PIOMBINO, 18 luglio 2010 - TORNANDO a casa Francesca, protagonista del libro Acciaio, «seguiva con gli occhi il profilo sdentato della fabbrica pensando che, come il Colosseo, anche l’altoforno nel giro di un decennio se lo sarebbero preso i gatti». Le rovine al posto delle Acciaierie. Anche per questa prospettiva, mezza Piombino si era rivoltata contro la scrittrice, Silvia Avallone, accusandola di «non raccontare la città vera». Oggi, qualche mese dopo l’uscita del libro, se un oligarca russo non versa entro fine mese almeno 150 milioni di euro alle banche, le Acciaiere Lucchini potrebbero dichiarare default. E lo scenario di Acciaio, non più un pensiero di carta ma una tragica realtà. Vengono i brividi.
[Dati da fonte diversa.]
use crate::chess::*;
use crate::util::Assume;
use arrayvec::ArrayVec;
use derive_more::with_trait::{Display, Error, From};
use std::fmt::{self, Formatter};
use std::hash::{Hash, Hasher};
use std::num::NonZeroU32;
use std::str::FromStr;

#[cfg(test)]
use proptest::{prelude::*, sample::*};

/// A container with sufficient capacity to hold all [`Move`]s in any [`Position`].
pub type MoveList = ArrayVec<Move, 254>;

/// Piece values used for static exchange evaluation.
const SEE_VALUE: [i32; 6] = [124, 781, 825, 1276, 2538, 0];

#[inline(always)]
fn push_moves(
    list: &mut MoveList,
    piece: Piece,
    wc: Square,
    targets: Bitboard,
    victims: Bitboard,
) {
    let promotions = if piece.role() == Role::Pawn {
        Rank::Eighth.perspective(piece.color()).bitboard()
    } else {
        Bitboard::empty()
    };

    for wt in targets {
        let capture = victims.contains(wt);

        if promotions.contains(wt) {
            use Role::*;
            for role in [Queen, Knight, Rook, Bishop] {
                list.push(if capture {
                    Move::capture(wc, wt, Some(role))
                } else {
                    Move::regular(wc, wt, Some(role))
                });
            }
        } else {
            list.push(if capture {
                Move::capture(wc, wt, None)
            } else {
                Move::regular(wc, wt, None)
            });
        }
    }
}

/// The current position on the board.
///
/// This type guarantees that it only holds reachable, legal positions.
#[derive(Debug, Clone, Eq)]
pub struct Position {
    board: Board,
    zobrist: Zobrist,
    checkers: Bitboard,
    pinned: Bitboard,
    captured: Option<Role>,
    history: [[Option<NonZeroU32>; 32]; 2],
}

impl Default for Position {
    #[inline(always)]
    fn default() -> Self {
        let board = Board::default();

        Self {
            zobrist: board.zobrist(),
            checkers: Bitboard::empty(),
            pinned: Bitboard::empty(),
            captured: None,
            history: Default::default(),
            board,
        }
    }
}

impl Hash for Position {
    #[inline(always)]
    fn hash<H: Hasher>(&self, state: &mut H) {
        self.board.hash(state);
    }
}

impl PartialEq for Position {
    #[inline(always)]
    fn eq(&self, other: &Self) -> bool {
        self.board.eq(&other.board)
    }
}

#[cfg(test)]
impl Arbitrary for Position {
    type Parameters = ();
    type Strategy = BoxedStrategy<Self>;

    fn arbitrary_with(_: Self::Parameters) -> Self::Strategy {
        (0..64, any::<Selector>())
            .prop_map(|(moves, selector)| {
                let mut pos = Position::default();

                for _ in 0..moves {
                    if pos.is_draw() {
                        break;
                    }

                    match selector.try_select(pos.moves().into_iter()) {
                        Some(m) => {
                            pos.play(m);
                        }
                        None => break,
                    }
                }

                pos
            })
            .no_shrink()
            .boxed()
    }
}
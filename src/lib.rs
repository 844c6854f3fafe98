//! Decision engine for a content operator.
//!
//! `slot-engine` covers two independent pipelines:
//!
//! - **Retrieval**: an [`index::EmbeddingStore`] holds precomputed embeddings
//!   of historical content and swaps snapshots atomically; a
//!   [`selection::SimilarityRanker`] returns the top-k items by cosine
//!   similarity, deterministically.
//! - **Scheduling**: a [`metrics::MetricsAggregator`] folds outcome records
//!   into per-window rewards; a [`experiment::WindowExperimentManager`] runs
//!   an epsilon-greedy experiment over posting windows once per planning
//!   cycle; a [`schedule::Scheduler`] places items into open windows without
//!   double-booking.
//!
//! Everything is synchronous and in-memory. The crate performs no file or
//! network I/O and installs no `tracing` subscriber.

pub mod config;
pub mod content;
pub mod experiment;
pub mod index;
pub mod metrics;
pub mod schedule;
pub mod selection;
pub mod types;
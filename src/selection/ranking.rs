use crate::types::ranking::RankError;

pub trait Similarity {
    /// Score two vectors of equal length. Callers check dimensions first.
    fn score(&self, item: &[f32], query: &[f32]) -> f64;
}

/// Cosine similarity: dot product over the product of magnitudes.
///
/// A zero-magnitude vector has similarity 0.0 with everything.
#[derive(Debug, Default, Clone, Copy)]
pub struct CosineSimilarity;

impl Similarity for CosineSimilarity {
    fn score(&self, item: &[f32], query: &[f32]) -> f64 {
        let mut dot = 0.0f64;
        let mut norm_a = 0.0f64;
        let mut norm_b = 0.0f64;
        for (&x, &y) in item.iter().zip(query.iter()) {
            let x = f64::from(x);
            let y = f64::from(y);
            dot += x * y;
            norm_a += x * x;
            norm_b += y * y;
        }
        if norm_a == 0.0 || norm_b == 0.0 {
            return 0.0;
        }
        let score = dot / (norm_a.sqrt() * norm_b.sqrt());
        if score.is_finite() {
            score.clamp(-1.0, 1.0)
        } else {
            0.0
        }
    }
}

/// Checked cosine similarity between two arbitrary vectors.
pub fn cosine_similarity(a: &[f32], b: &[f32]) -> Result<f64, RankError> {
    if a.len() != b.len() {
        return Err(RankError::DimensionMismatch {
            expected: a.len(),
            actual: b.len(),
        });
    }
    Ok(CosineSimilarity.score(a, b))
}

/// Human-readable explanation attached to each ranked snippet.
pub fn similarity_reason(score: f64) -> String {
    let band = if score > 0.7 {
        "Very similar topic and content approach"
    } else if score > 0.5 {
        "Related topic with overlapping themes"
    } else if score > 0.3 {
        "Similar context or audience interest"
    } else {
        "Weak similarity"
    };
    format!("{band} (score: {score:.2})")
}
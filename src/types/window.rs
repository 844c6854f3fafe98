use std::cmp::Ordering;
use std::fmt;

use chrono::{Datelike, NaiveDateTime, Timelike, Weekday};
use serde::{Deserialize, Serialize};

use crate::types::input::InputError;

const DAY_NAMES: [&str; 7] = ["Mon", "Tue", "Wed", "Thu", "Fri", "Sat", "Sun"];

/// Parse a day name. Accepts the short form (`Tue`) and the full English
/// name (`Tuesday`), case-insensitively.
pub fn parse_day(raw: &str) -> Result<Weekday, InputError> {
    raw.trim()
        .parse::<Weekday>()
        .map_err(|_| InputError::UnknownDay(raw.to_string()))
}

pub fn day_name(day: Weekday) -> &'static str {
    DAY_NAMES[day.num_days_from_monday() as usize]
}

/// A candidate posting slot type: (day-of-week, hour).
#[derive(Debug, Clone, Copy, PartialEq, Eq, Hash, Serialize, Deserialize)]
#[serde(try_from = "RawWindow", into = "RawWindow")]
pub struct TimeWindow {
    day: Weekday,
    hour: u8,
}

impl TimeWindow {
    pub fn new(day: Weekday, hour: u32) -> Result<Self, InputError> {
        if hour > 23 {
            return Err(InputError::HourOutOfRange(i64::from(hour)));
        }
        Ok(TimeWindow {
            day,
            hour: hour as u8,
        })
    }

    /// Like `new`, but hours past 23 are pinned to 23.
    pub fn saturating(day: Weekday, hour: u32) -> Self {
        TimeWindow {
            day,
            hour: hour.min(23) as u8,
        }
    }

    /// The window a local wall-clock time falls into.
    pub fn from_local(at: NaiveDateTime) -> Self {
        TimeWindow {
            day: at.weekday(),
            hour: at.hour() as u8,
        }
    }

    pub fn day(&self) -> Weekday {
        self.day
    }

    pub fn hour(&self) -> u32 {
        u32::from(self.hour)
    }

    /// Same day, hour shifted by `delta`. `None` when the result leaves 0..=23.
    pub fn shifted(&self, delta: i32) -> Option<Self> {
        let hour = i32::from(self.hour) + delta;
        if (0..=23).contains(&hour) {
            Some(TimeWindow {
                day: self.day,
                hour: hour as u8,
            })
        } else {
            None
        }
    }

    fn sort_key(&self) -> (u32, u8) {
        (self.day.num_days_from_monday(), self.hour)
    }
}

impl Ord for TimeWindow {
    fn cmp(&self, other: &Self) -> Ordering {
        self.sort_key().cmp(&other.sort_key())
    }
}

impl PartialOrd for TimeWindow {
    fn partial_cmp(&self, other: &Self) -> Option<Ordering> {
        Some(self.cmp(other))
    }
}

impl fmt::Display for TimeWindow {
    fn fmt(&self, f: &mut fmt::Formatter<'_>) -> fmt::Result {
        write!(f, "{} {:02}:00", day_name(self.day), self.hour)
    }
}

/// Wire shape `{day, hour}`. Hours arrive signed so that negative values are
/// reported as out of range rather than as a type error.
#[derive(Debug, Clone, Serialize, Deserialize)]
pub struct RawWindow {
    pub day: String,
    pub hour: i64,
}

impl TryFrom<RawWindow> for TimeWindow {
    type Error = InputError;

    fn try_from(raw: RawWindow) -> Result<Self, Self::Error> {
        let day = parse_day(&raw.day)?;
        if !(0..=23).contains(&raw.hour) {
            return Err(InputError::HourOutOfRange(raw.hour));
        }
        TimeWindow::new(day, raw.hour as u32)
    }
}

impl From<TimeWindow> for RawWindow {
    fn from(window: TimeWindow) -> Self {
        RawWindow {
            day: day_name(window.day).to_string(),
            hour: i64::from(window.hour),
        }
    }
}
LA FINE dell’acciaio a Piombino, con un Colosseo di ruggine dove oggi fuma l’Afo4, sembra davvero un’enormità. Nonostante i ridimensionamenti, lo stabilimento rappresenta ancora una realtà industriale strategica per il Centr’Italia, producendo da solo il 30% del Pil della provincia di Livorno e dando fumo e lavoro a 2.142 dipendenti che, con l’indotto, superano i 4.000. Anche per per questo nessuno qui sembra credere alla chiusura. «Una soluzione la si troverà, è sempre successo», il pensiero prevalente. Solo che quando padrone era lo Stato, potevano cambiare i nomi alla portineria (Ilva, Italsider, Deltasider) ma nella sostanza niente mutava. Adesso che dal ’95 il padrone è un privato, il nome resta lo stesso (‘Acciaiere Lucchini’) ma tutto può cambiare.
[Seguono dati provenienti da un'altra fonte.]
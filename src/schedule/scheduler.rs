use std::collections::BTreeMap;

use rand::Rng;
use serde::Serialize;
use tracing::{debug, info, warn};

use crate::content::ContentItem;
use crate::experiment::WindowPool;
use crate::schedule::slot::{ScheduleSlot, WeekSchedule};
use crate::schedule::ScheduleError;
use crate::types::identifiers::{ContentId, WeekId};
use crate::types::window::TimeWindow;

/// Outcome of one `schedule` batch. Items that could not be placed are
/// listed with their error; everything in `assigned` is committed.
#[derive(Debug, Default)]
pub struct ScheduleReport {
    pub assigned: Vec<ScheduleSlot>,
    pub rejected: Vec<(ContentId, ScheduleError)>,
}

impl ScheduleReport {
    pub fn is_complete(&self) -> bool {
        self.rejected.is_empty()
    }
}

/// What an `assign` call changed.
#[derive(Debug, Clone, PartialEq, Eq, Serialize)]
pub struct Assignment {
    pub window: TimeWindow,
    pub week: WeekId,
    pub post_id: ContentId,
    /// Prior occupant removed by a forced assign.
    pub displaced: Option<ContentId>,
}

/// Places items into week slots without double-booking.
///
/// Reads window quality only through a `WindowPool` snapshot; never touches
/// arm state.
#[derive(Debug, Clone, Default)]
pub struct Scheduler {
    weeks: BTreeMap<WeekId, WeekSchedule>,
}

impl Scheduler {
    pub fn new() -> Self {
        Self::default()
    }

    pub fn week(&self, week: WeekId) -> Option<&WeekSchedule> {
        self.weeks.get(&week)
    }

    /// Drop a week's slots so it can be re-planned.
    pub fn clear_week(&mut self, week: WeekId) -> Option<WeekSchedule> {
        self.weeks.remove(&week)
    }

    /// Replace a week with a previously saved schedule.
    pub fn restore(&mut self, schedule: WeekSchedule) -> Option<WeekSchedule> {
        self.weeks.insert(schedule.week(), schedule)
    }

    /// Place `items` in caller priority order.
    ///
    /// Each item takes the pool's epsilon-greedy pick if that window is
    /// open, otherwise the first open window in exploit order. When none is
    /// open the item gets `CapacityExceeded` and later items are still tried.
    pub fn schedule<R: Rng + ?Sized>(
        &mut self,
        items: &[ContentItem],
        week: WeekId,
        pool: &WindowPool,
        rng: &mut R,
    ) -> ScheduleReport {
        let mut report = ScheduleReport::default();
        let plan = self
            .weeks
            .entry(week)
            .or_insert_with(|| WeekSchedule::new(week));

        for item in items {
            match place(plan, &item.id, pool, rng) {
                Ok(slot) => {
                    debug!(post_id = %slot.post_id, %week, window = %slot.window, "item scheduled");
                    report.assigned.push(slot);
                }
                Err(err) => {
                    warn!(post_id = %item.id, %week, error = %err, "item not scheduled");
                    report.rejected.push((item.id.clone(), err));
                }
            }
        }

        info!(
            %week,
            assigned = report.assigned.len(),
            rejected = report.rejected.len(),
            "schedule batch complete"
        );
        report
    }

    /// Put `post_id` into `window` directly, bypassing the experiment.
    ///
    /// Without `force`, fails if the window is taken or the item already
    /// holds another window this week. With `force`, the prior occupant is
    /// removed and the item's previous slot (if any) released, in one step.
    pub fn assign(
        &mut self,
        post_id: &ContentId,
        window: TimeWindow,
        week: WeekId,
        force: bool,
    ) -> Result<Assignment, ScheduleError> {
        let plan = self
            .weeks
            .entry(week)
            .or_insert_with(|| WeekSchedule::new(week));

        if plan.occupant(&window) == Some(post_id) {
            return Ok(Assignment {
                window,
                week,
                post_id: post_id.clone(),
                displaced: None,
            });
        }

        let occupant = plan.occupant(&window).cloned();
        let previous = plan.window_of(post_id);

        if !force {
            if let Some(occupant) = occupant {
                return Err(ScheduleError::SlotOccupied {
                    week,
                    window,
                    occupant,
                });
            }
            if let Some(previous) = previous {
                return Err(ScheduleError::AlreadyScheduled {
                    post_id: post_id.clone(),
                    week,
                    window: previous,
                });
            }
        }

        if let Some(previous) = previous {
            plan.remove(&previous);
        }
        let displaced = plan.remove(&window);
        plan.insert(window, post_id.clone());

        if let Some(displaced) = &displaced {
            info!(%week, %window, post_id = %post_id, displaced = %displaced, "slot overridden");
        }

        Ok(Assignment {
            window,
            week,
            post_id: post_id.clone(),
            displaced,
        })
    }
}

fn place<R: Rng + ?Sized>(
    plan: &mut WeekSchedule,
    post_id: &ContentId,
    pool: &WindowPool,
    rng: &mut R,
) -> Result<ScheduleSlot, ScheduleError> {
    if let Some(window) = plan.window_of(post_id) {
        return Err(ScheduleError::AlreadyScheduled {
            post_id: post_id.clone(),
            week: plan.week(),
            window,
        });
    }

    let preferred = pool.select(rng).filter(|w| plan.is_open(w));
    let chosen = preferred.or_else(|| pool.fallback_order().find(|w| plan.is_open(w)));

    match chosen {
        Some(window) => Ok(plan.insert(window, post_id.clone())),
        None => Err(ScheduleError::CapacityExceeded {
            post_id: post_id.clone(),
            week: plan.week(),
            pool_size: pool.len(),
        }),
    }
}
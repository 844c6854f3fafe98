use std::cmp::Ordering;

use rand::Rng;
use serde::{Deserialize, Serialize};

use crate::experiment::arm::{ArmState, ExperimentArm};
use crate::types::window::TimeWindow;

/// Exploit order over selectable arms:
/// arms with data (Active/Winner) before Candidates, then mean reward desc,
/// then reward variance asc, then creation order.
pub(crate) fn exploit_order(a: &ExperimentArm, b: &ExperimentArm) -> Ordering {
    let rank = |arm: &ExperimentArm| u8::from(!arm.is_proven_state());
    rank(a)
        .cmp(&rank(b))
        .then_with(|| {
            let ma = a.mean_reward().unwrap_or(f64::NEG_INFINITY);
            let mb = b.mean_reward().unwrap_or(f64::NEG_INFINITY);
            mb.total_cmp(&ma)
        })
        .then_with(|| {
            let va = a.reward_variance().unwrap_or(f64::INFINITY);
            let vb = b.reward_variance().unwrap_or(f64::INFINITY);
            va.total_cmp(&vb)
        })
        .then_with(|| a.seq.cmp(&b.seq))
}

/// A selectable arm as seen by the scheduler.
#[derive(Debug, Clone, PartialEq, Serialize, Deserialize)]
pub struct PoolEntry {
    pub window: TimeWindow,
    pub state: ArmState,
    pub trials: u64,
    pub mean_reward: Option<f64>,
}

/// Immutable snapshot of the live window set, in exploit order, with the
/// exploration rate to apply.
///
/// Handed to the scheduler by value; nothing in it points back at the
/// manager's store.
#[derive(Debug, Clone, PartialEq, Serialize, Deserialize)]
pub struct WindowPool {
    epsilon: f64,
    entries: Vec<PoolEntry>,
}

impl WindowPool {
    pub(crate) fn from_arms<'a>(epsilon: f64, arms: impl Iterator<Item = &'a ExperimentArm>) -> Self {
        let mut live: Vec<&ExperimentArm> = arms.filter(|a| a.is_selectable()).collect();
        live.sort_by(|a, b| exploit_order(a, b));
        let entries = live
            .into_iter()
            .map(|arm| PoolEntry {
                window: arm.window,
                state: arm.state,
                trials: arm.trials,
                mean_reward: arm.mean_reward(),
            })
            .collect();
        Self { epsilon, entries }
    }

    pub fn epsilon(&self) -> f64 {
        self.epsilon
    }

    pub fn entries(&self) -> &[PoolEntry] {
        &self.entries
    }

    pub fn len(&self) -> usize {
        self.entries.len()
    }

    pub fn is_empty(&self) -> bool {
        self.entries.is_empty()
    }

    pub fn contains(&self, window: &TimeWindow) -> bool {
        self.entries.iter().any(|e| e.window == *window)
    }

    /// The exploit choice: best Active/Winner by mean, or the earliest
    /// Candidate while nothing has data.
    pub fn best(&self) -> Option<TimeWindow> {
        self.entries.first().map(|e| e.window)
    }

    /// Non-Winner arms eligible for exploration.
    pub fn exploration_set(&self) -> Vec<TimeWindow> {
        self.entries
            .iter()
            .filter(|e| matches!(e.state, ArmState::Active | ArmState::Candidate))
            .map(|e| e.window)
            .collect()
    }

    /// Epsilon-greedy choice. With probability `epsilon` a uniform pick from
    /// the exploration set, otherwise `best()`. An empty exploration set
    /// falls back to `best()`.
    pub fn select<R: Rng + ?Sized>(&self, rng: &mut R) -> Option<TimeWindow> {
        if self.entries.is_empty() {
            return None;
        }
        if self.epsilon > 0.0 && rng.random::<f64>() < self.epsilon {
            let explore = self.exploration_set();
            if !explore.is_empty() {
                return Some(explore[rng.random_range(0..explore.len())]);
            }
        }
        self.best()
    }

    /// Every window in exploit order; the scheduler's collision fallback.
    pub fn fallback_order(&self) -> impl Iterator<Item = TimeWindow> + '_ {
        self.entries.iter().map(|e| e.window)
    }
}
IL SIGNORE dell’acciaio oggi è un ex operaio russo di 44 anni, Alexei Mordashov, indecentemente ricco come lo sono gli oligarchi nati sul disfacimento dell’Urss. Al 18° posto secondo Forbes fra gli uomini più ricchi del pianeta, Mordashov rappresenta insieme ricchezza e inafferrabilità. «Alla Russia con dolore», titolò un quotidiano al passaggio di consegne col vecchio Lucchini nel 2005. Nonostante ciò, Mordashov si presentò bene. «Al primo incontro ci disse: «In Russia la cosa che ci sta più a cuore è la condizione dei lavoratori» racconta Fabrizio Toninelli della Uilm. E davvero per qualche anno le cose andarono bene.
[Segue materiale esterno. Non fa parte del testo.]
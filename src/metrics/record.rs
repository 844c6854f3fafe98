use chrono::{DateTime, Utc};
use serde::{Deserialize, Serialize};

use crate::types::identifiers::ContentId;
use crate::types::input::InputError;

/// One outcome observation for a published item. Immutable.
#[derive(Debug, Clone, PartialEq, Eq, Serialize, Deserialize)]
pub struct MetricRecord {
    pub post_id: ContentId,
    pub impressions: u64,
    pub reactions: u64,
    pub comments: u64,
    pub shares: u64,
    pub clicks: u64,
    pub published_at: DateTime<Utc>,
}

/// Wire shape before validation. Counts are signed so negative input is
/// reported as such; `clicks` is optional and an upstream
/// `engagement_rate` is accepted but ignored.
#[derive(Debug, Clone, Deserialize)]
pub struct RawMetricRecord {
    pub post_id: String,
    pub impressions: i64,
    pub reactions: i64,
    pub comments: i64,
    pub shares: i64,
    #[serde(default)]
    pub clicks: i64,
    pub published_at: DateTime<Utc>,
    #[serde(default)]
    pub engagement_rate: Option<f64>,
}

impl MetricRecord {
    pub fn from_json(raw: &str) -> Result<Self, InputError> {
        let raw: RawMetricRecord = serde_json::from_str(raw)?;
        MetricRecord::try_from(raw)
    }

    /// Parse a JSON array of records. The whole batch is rejected if any
    /// record is invalid.
    pub fn batch_from_json(raw: &str) -> Result<Vec<Self>, InputError> {
        let raw: Vec<RawMetricRecord> = serde_json::from_str(raw)?;
        raw.into_iter().map(MetricRecord::try_from).collect()
    }

    pub fn interactions(&self) -> u64 {
        self.reactions
            .saturating_add(self.comments)
            .saturating_add(self.shares)
            .saturating_add(self.clicks)
    }

    /// `(reactions + comments + shares + clicks) / max(impressions, 1)`.
    pub fn reward(&self) -> f64 {
        if self.impressions == 0 {
            return 0.0;
        }
        self.interactions() as f64 / self.impressions as f64
    }
}

impl TryFrom<RawMetricRecord> for MetricRecord {
    type Error = InputError;

    fn try_from(raw: RawMetricRecord) -> Result<Self, Self::Error> {
        let post_id = ContentId::new(raw.post_id)?;
        let count = |field: &'static str, value: i64| -> Result<u64, InputError> {
            u64::try_from(value).map_err(|_| InputError::NegativeCount {
                post_id: post_id.as_str().to_string(),
                field,
                value,
            })
        };

        Ok(MetricRecord {
            impressions: count("impressions", raw.impressions)?,
            reactions: count("reactions", raw.reactions)?,
            comments: count("comments", raw.comments)?,
            shares: count("shares", raw.shares)?,
            clicks: count("clicks", raw.clicks)?,
            published_at: raw.published_at,
            post_id,
        })
    }
}
use serde::{Deserialize, Serialize};

use crate::metrics::RewardTotals;
use crate::types::window::TimeWindow;

/// Lifecycle of an arm.
///
/// ```text
/// Candidate ──(first trial)──▶ Active ──▶ Winner
///     │                          │          │
///     └──────────(prune)─────────┴──────────┴──▶ Pruned
/// ```
///
/// A Winner that is overtaken by a better proven arm drops back to Active.
/// Pruned is terminal.
#[derive(Debug, Clone, Copy, PartialEq, Eq, Hash, Serialize, Deserialize)]
#[serde(rename_all = "snake_case")]
pub enum ArmState {
    Candidate,
    Active,
    Winner,
    Pruned,
}

#[derive(Debug, Clone, Copy, PartialEq, Serialize, Deserialize)]
#[serde(tag = "kind", rename_all = "snake_case")]
pub enum ArmOrigin {
    Baseline,
    Perturbation { parent: TimeWindow, offset_hours: i32 },
}

#[derive(Debug, Clone, Copy, PartialEq, Serialize, Deserialize)]
#[serde(tag = "kind", rename_all = "snake_case")]
pub enum PruneReason {
    Underperforming { mean_reward: f64, best_mean_reward: f64 },
    Idle { idle_cycles: u64 },
}

/// One time window under experiment.
#[derive(Debug, Clone, PartialEq, Serialize, Deserialize)]
pub struct ExperimentArm {
    pub window: TimeWindow,
    /// Creation order within the store; the last tie-breaker.
    pub seq: u64,
    pub origin: ArmOrigin,
    pub state: ArmState,
    pub trials: u64,
    pub reward_sum: f64,
    pub reward_sq_sum: f64,
    pub created_cycle: u64,
    /// Most recent cycle in which the trial count grew (creation cycle until then).
    pub last_trial_cycle: u64,
    #[serde(default, skip_serializing_if = "Option::is_none")]
    pub pruned: Option<PruneReason>,
}

impl ExperimentArm {
    pub fn candidate(window: TimeWindow, seq: u64, origin: ArmOrigin, cycle: u64) -> Self {
        Self {
            window,
            seq,
            origin,
            state: ArmState::Candidate,
            trials: 0,
            reward_sum: 0.0,
            reward_sq_sum: 0.0,
            created_cycle: cycle,
            last_trial_cycle: cycle,
            pruned: None,
        }
    }

    pub fn mean_reward(&self) -> Option<f64> {
        self.totals().stats().mean_reward
    }

    pub fn reward_variance(&self) -> Option<f64> {
        self.totals().stats().reward_variance
    }

    pub fn is_selectable(&self) -> bool {
        self.state != ArmState::Pruned
    }

    /// Active or Winner: has data and competes on mean reward.
    pub fn is_proven_state(&self) -> bool {
        matches!(self.state, ArmState::Active | ArmState::Winner)
    }

    pub(crate) fn totals(&self) -> RewardTotals {
        RewardTotals {
            trials: self.trials,
            reward_sum: self.reward_sum,
            reward_sq_sum: self.reward_sq_sum,
        }
    }

    /// Overwrite counters from the cycle's snapshot. Returns whether the
    /// trial count grew.
    pub(crate) fn sync(&mut self, totals: RewardTotals, cycle: u64) -> bool {
        let grew = totals.trials > self.trials;
        self.trials = totals.trials;
        self.reward_sum = totals.reward_sum;
        self.reward_sq_sum = totals.reward_sq_sum;
        if grew {
            self.last_trial_cycle = cycle;
        }
        grew
    }

    pub(crate) fn prune(&mut self, reason: PruneReason) {
        self.state = ArmState::Pruned;
        self.pruned = Some(reason);
    }
}
use serde::{Deserialize, Serialize};

use crate::experiment::arm::{ArmOrigin, ExperimentArm};
use crate::types::window::TimeWindow;

/// Arm history across planning cycles.
///
/// Passed explicitly to the manager so each experiment (and each test) owns
/// its own state. Serializable, so a host can persist it between runs;
/// pruned arms stay here for audit.
#[derive(Debug, Clone, Default, PartialEq, Serialize, Deserialize)]
pub struct ArmStore {
    cycle: u64,
    next_seq: u64,
    arms: Vec<ExperimentArm>,
}

impl ArmStore {
    pub fn new() -> Self {
        Self::default()
    }

    /// Number of completed planning cycles.
    pub fn cycle(&self) -> u64 {
        self.cycle
    }

    pub fn arms(&self) -> &[ExperimentArm] {
        &self.arms
    }

    /// The arm for `window`, pruned or not. Each window has at most one arm.
    pub fn arm(&self, window: &TimeWindow) -> Option<&ExperimentArm> {
        self.arms.iter().find(|a| a.window == *window)
    }

    pub fn contains(&self, window: &TimeWindow) -> bool {
        self.arm(window).is_some()
    }

    pub fn selectable(&self) -> impl Iterator<Item = &ExperimentArm> {
        self.arms.iter().filter(|a| a.is_selectable())
    }

    /// Add a Candidate for `window` unless the window already has an arm.
    pub(crate) fn propose(&mut self, window: TimeWindow, origin: ArmOrigin) -> bool {
        if self.contains(&window) {
            return false;
        }
        let arm = ExperimentArm::candidate(window, self.next_seq, origin, self.cycle);
        self.next_seq += 1;
        self.arms.push(arm);
        true
    }

    pub(crate) fn advance_cycle(&mut self) -> u64 {
        self.cycle += 1;
        self.cycle
    }

    pub(crate) fn arms_mut(&mut self) -> &mut [ExperimentArm] {
        &mut self.arms
    }
}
Solo che le Acciaierie di Piombino sono come un colosso che, per reggersi in piedi, ha bisogno di correre continuamente. Spiega Luciano Gabrielli, segretario Fiom: «Se la produzione annuale supera il milione e 800 mila tonnellate la fabbrica fa grossi guadagni, altrimenti...». Altrimenti sono deficit da voragine. Non c’è da stupirsi, insomma, se con la crisi il gruppo Severstal che fa capo a Mordashov si sia riempito di debiti: 780 milioni di euro. Addio sogni di gloria: «Vendo tutto», ha annunciato Alexey che, qualche giorno fa, con un’operazione spericolata, ha acquisito personalmente le Acciaierie per un euro e 54 centesimi, scorporandole dal gruppo. «O presenti un piano industriale entro luglio — l’aut aut delle banche di fronte all’ operazione — o a ottobre chiudiamo i rubinetti».

IN SOSTANZA: o Mordashov ricapitalizza o 4.000 persone si ritroveranno senza stipendio. «Ma si può davvero immaginare un territorio desertificato dall’occupazione senza che nessuno richiami alle responsabilità il proprietario, che non può agire come se fosse in una provincia caucasica?», ha gridato Giuseppe Bartoletti della Cgil. Già ma come richiamare alle responsabilità un oligarca russo distante dai problemi sociali italiani come la terra da Alfa Centauri?
Così Piombino, con le sue fabbriche passate tutte in mano agli stranieri (la Dalmine agli argentini di Tenaris, la Magona ai franco-indiani di Arcelor-Mittel) diventa senza volerlo il paradigma tragico dei Tempi Nuovi: come difendere i diritti di chi lavora quando la globalizzazione ha svalutato il prezzo della fatica e come bussola ha solo il guadagno e non le ricadute sociali di questo?
Guardi a Piombino e pensi con angoscia al futuro dell’Italia.